Let the first term of C.P. be ′a′ and the common ratio be ′r′ where −1 < r < 1

The G.P. is a, ar, ar² …

Therefore the sum of the infinite terms of the G.P. is \(\frac{a}{1−r}\) = 57 … (i)

If taking the cube of each terms the new G.P. is a³, a³r³, a³r⁶ , …

Therefore the sum of their cube is \(\frac{a^3}{1−r^3}\) = 9747 … (ii)

Taking the cube of the (i)

\(\frac{a^3}{1−r^3}\) = (57)³ ⇒ a³ = (57)³ (1 − r)³ … (iii)

Substituting the value of ′a′ in terms of r in (ii)

\(\frac{(57)^3 (1 − r)^3}{1 − r^3}\) = 9747

\(\frac{(1 − r)^3}{(1 − r)(1 − r^2 + r)}\) = \(\frac{9747}{ (57)^3}\)

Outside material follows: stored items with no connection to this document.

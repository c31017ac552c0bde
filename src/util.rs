macro_rules! __if {
    ((false); $($body:tt)*) => {};
    (($($cond:tt)*); $($body:tt)*) => {
        $($body)*
    };
}

macro_rules! impl_iter {
    (
        on = $name:ident;
        params = { $($params:tt)* };
        args = { $($args:tt)* };
        inner = $inner:ident;
        item = { $($item:tt)* };
        map = $map:tt;
        clone = $clone:tt;
    ) => {
        impl<$($params)*> ::core::iter::Iterator for $name<$($args)*> {
            type Item = $($item)*;

            fn next(&mut self) -> Option<Self::Item> {
                self.nth(0)
            }

            fn nth(&mut self, n: usize) -> Option<Self::Item> {
                let inner = self.$inner.nth(n)?;
                ($map)(self, inner)
            }

            fn size_hint(&self) -> (usize, Option<usize>) {
                self.$inner.size_hint()
            }
        }

        impl<$($params)*> ::core::iter::DoubleEndedIterator for $name<$($args)*> {
            fn next_back(&mut self) -> Option<Self::Item> {
                self.nth_back(0)
            }

            fn nth_back(&mut self, n: usize) -> Option<Self::Item> {
                let inner = self.$inner.nth_back(n)?;
                ($map)(self, inner)
            }
        }

        impl<$($params)*> ::core::iter::FusedIterator for $name<$($args)*> {}

        impl<$($params)*> ::core::iter::ExactSizeIterator for $name<$($args)*> {}

        crate::util::__if! {
            ($clone);
            impl<$($params)*> ::core::clone::Clone for $name<$($args)*> {
                fn clone(&self) -> Self {
                    ($clone)(self)
                }
            }
        }
    };
}

pub(crate) use __if;
pub(crate) use impl_iter;
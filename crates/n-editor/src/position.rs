//! Text position, range, and line-span types.
//!
//! All coordinates are **0-indexed**. Line 0 is the first line, column 0 is the
//! first character. Columns count Unicode scalar values (chars), not bytes or
//! UTF-16 units. This matches how `ropey` indexes text.
//!
//! The only 1-indexed surface is the `LINE:COL` text form (`Display` and
//! `FromStr`), which is what users type on the command line and read in
//! messages.

use std::fmt;
use std::str::FromStr;

use crate::error::Error;

// ---------------------------------------------------------------------------
// Position
// ---------------------------------------------------------------------------

/// A position in a text buffer: (line, column), both 0-indexed.
///
/// `col` is the char offset from the start of the line, **not** a byte offset.
/// A column equal to the line's content length is the end-of-line position.
///
/// # Ordering
///
/// Positions are ordered lexicographically: line first, then column.
#[derive(Clone, Copy, PartialEq, Eq, Hash)]
pub struct Position {
    pub line: usize,
    pub col: usize,
}

impl Position {
    /// The origin — line 0, column 0.
    pub const ZERO: Self = Self { line: 0, col: 0 };

    /// Create a new position.
    #[inline]
    #[must_use]
    pub const fn new(line: usize, col: usize) -> Self {
        Self { line, col }
    }

    /// The same line with the column shifted by `delta` chars. Saturates at
    /// column 0 rather than wrapping.
    #[inline]
    #[must_use]
    pub const fn shift_col(self, delta: isize) -> Self {
        Self {
            line: self.line,
            col: self.col.saturating_add_signed(delta),
        }
    }
}

impl Ord for Position {
    #[inline]
    fn cmp(&self, other: &Self) -> std::cmp::Ordering {
        self.line
            .cmp(&other.line)
            .then(self.col.cmp(&other.col))
    }
}

impl PartialOrd for Position {
    #[inline]
    fn partial_cmp(&self, other: &Self) -> Option<std::cmp::Ordering> {
        Some(self.cmp(other))
    }
}

impl fmt::Debug for Position {
    fn fmt(&self, f: &mut fmt::Formatter<'_>) -> fmt::Result {
        write!(f, "Pos({}:{})", self.line, self.col)
    }
}

impl fmt::Display for Position {
    fn fmt(&self, f: &mut fmt::Formatter<'_>) -> fmt::Result {
        write!(f, "{}:{}", self.line + 1, self.col + 1)
    }
}

/// Parses the 1-indexed `LINE[:COL]` form. A missing column means column 1.
impl FromStr for Position {
    type Err = Error;

    fn from_str(s: &str) -> Result<Self, Self::Err> {
        let invalid = || Error::InvalidPosition(s.to_string());
        let one_based = |part: &str| -> Result<usize, Error> {
            match part.trim().parse::<usize>() {
                Ok(n) if n > 0 => Ok(n - 1),
                _ => Err(invalid()),
            }
        };

        let (line, col) = match s.split_once(':') {
            Some((line, col)) => (one_based(line)?, one_based(col)?),
            None => (one_based(s)?, 0),
        };
        Ok(Self::new(line, col))
    }
}

// ---------------------------------------------------------------------------
// Range
// ---------------------------------------------------------------------------

/// A selection in a text buffer: `from` up to `to`, in document order.
///
/// A caret is a range with `from == to`. Ranges may span many lines. Use
/// [`Range::new`] when the order is known, [`Range::ordered`] on untrusted
/// input (a selection dragged backwards, a host handing us swapped ends).
#[derive(Clone, Copy, PartialEq, Eq, Hash)]
pub struct Range {
    pub from: Position,
    pub to: Position,
}

impl Range {
    /// Create a range. Panics in debug if `from > to`.
    #[inline]
    #[must_use]
    pub const fn new(from: Position, to: Position) -> Self {
        debug_assert!(
            from.line < to.line || (from.line == to.line && from.col <= to.col),
            "Range::new requires from <= to"
        );
        Self { from, to }
    }

    /// Create a range from two arbitrary positions, swapping if needed so
    /// that `from <= to`.
    #[inline]
    #[must_use]
    pub fn ordered(a: Position, b: Position) -> Self {
        if a <= b {
            Self { from: a, to: b }
        } else {
            Self { from: b, to: a }
        }
    }

    /// A zero-width range (caret) at the given position.
    #[inline]
    #[must_use]
    pub const fn point(pos: Position) -> Self {
        Self { from: pos, to: pos }
    }

    /// True when `from <= to`.
    #[inline]
    #[must_use]
    pub fn is_ordered(self) -> bool {
        self.from <= self.to
    }
}

impl fmt::Debug for Range {
    fn fmt(&self, f: &mut fmt::Formatter<'_>) -> fmt::Result {
        write!(
            f,
            "Range({}:{} .. {}:{})",
            self.from.line, self.from.col, self.to.line, self.to.col
        )
    }
}

impl fmt::Display for Range {
    fn fmt(&self, f: &mut fmt::Formatter<'_>) -> fmt::Result {
        write!(f, "{}-{}", self.from, self.to)
    }
}

// ---------------------------------------------------------------------------
// LineSpan
// ---------------------------------------------------------------------------

/// The whole lines a selection touches, `first..=last`.
///
/// Line-oriented commands never care where inside a line the selection
/// starts or stops: a caret in the middle of a line still operates on the
/// full line, and a selection ending at column 0 of a line still includes
/// that line.
#[derive(Debug, Clone, Copy, PartialEq, Eq, Hash)]
pub struct LineSpan {
    pub first: usize,
    pub last: usize,
}

impl LineSpan {
    /// The lines spanned by an ordered range.
    #[inline]
    #[must_use]
    pub const fn of(range: Range) -> Self {
        Self {
            first: range.from.line,
            last: range.to.line,
        }
    }

    /// The span as a character range: column 0 of the first line through
    /// `last_len` (the content length of the last line).
    #[inline]
    #[must_use]
    pub const fn to_range(self, last_len: usize) -> Range {
        Range {
            from: Position::new(self.first, 0),
            to: Position::new(self.last, last_len),
        }
    }
}

// ---------------------------------------------------------------------------
// Tests
// ---------------------------------------------------------------------------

\(\frac{(1 − r)^2}{(1 + r^2 + r)}\) = \(\frac{1}{19}\)

\(\frac{1 + r^2 − 2r}{1 + r^2 + r}\) = \(\frac{1}{19}\)

19(1 + r² − 2r) = 1 + r² + r

18 r² − 39r + 18 = 0

6 r² − 13r + 6 = 0

6 r² − 9r − 4r + 6 = 0

(2r − 3)(3r − 2) = 0

Therefore, r =\(\frac{3}{2}\) or r = \(\frac{2}{3}\) since r < 1.

∴ r = ^{\(\frac{2}{3}\)}

Substitute in eq. (i),

\(\frac{a}{1 − \frac{2}{3}}\) = 57

⇒ 3a = 57

⇒ a = \(\frac{57}{3}\) = 19

Thus, the first term of the GP. is 19 and the common ratio is \(\frac{2}{3}\).

The G.P. is 19, \(\frac {38}{3}\), \(\frac {76}{6}\) and so on.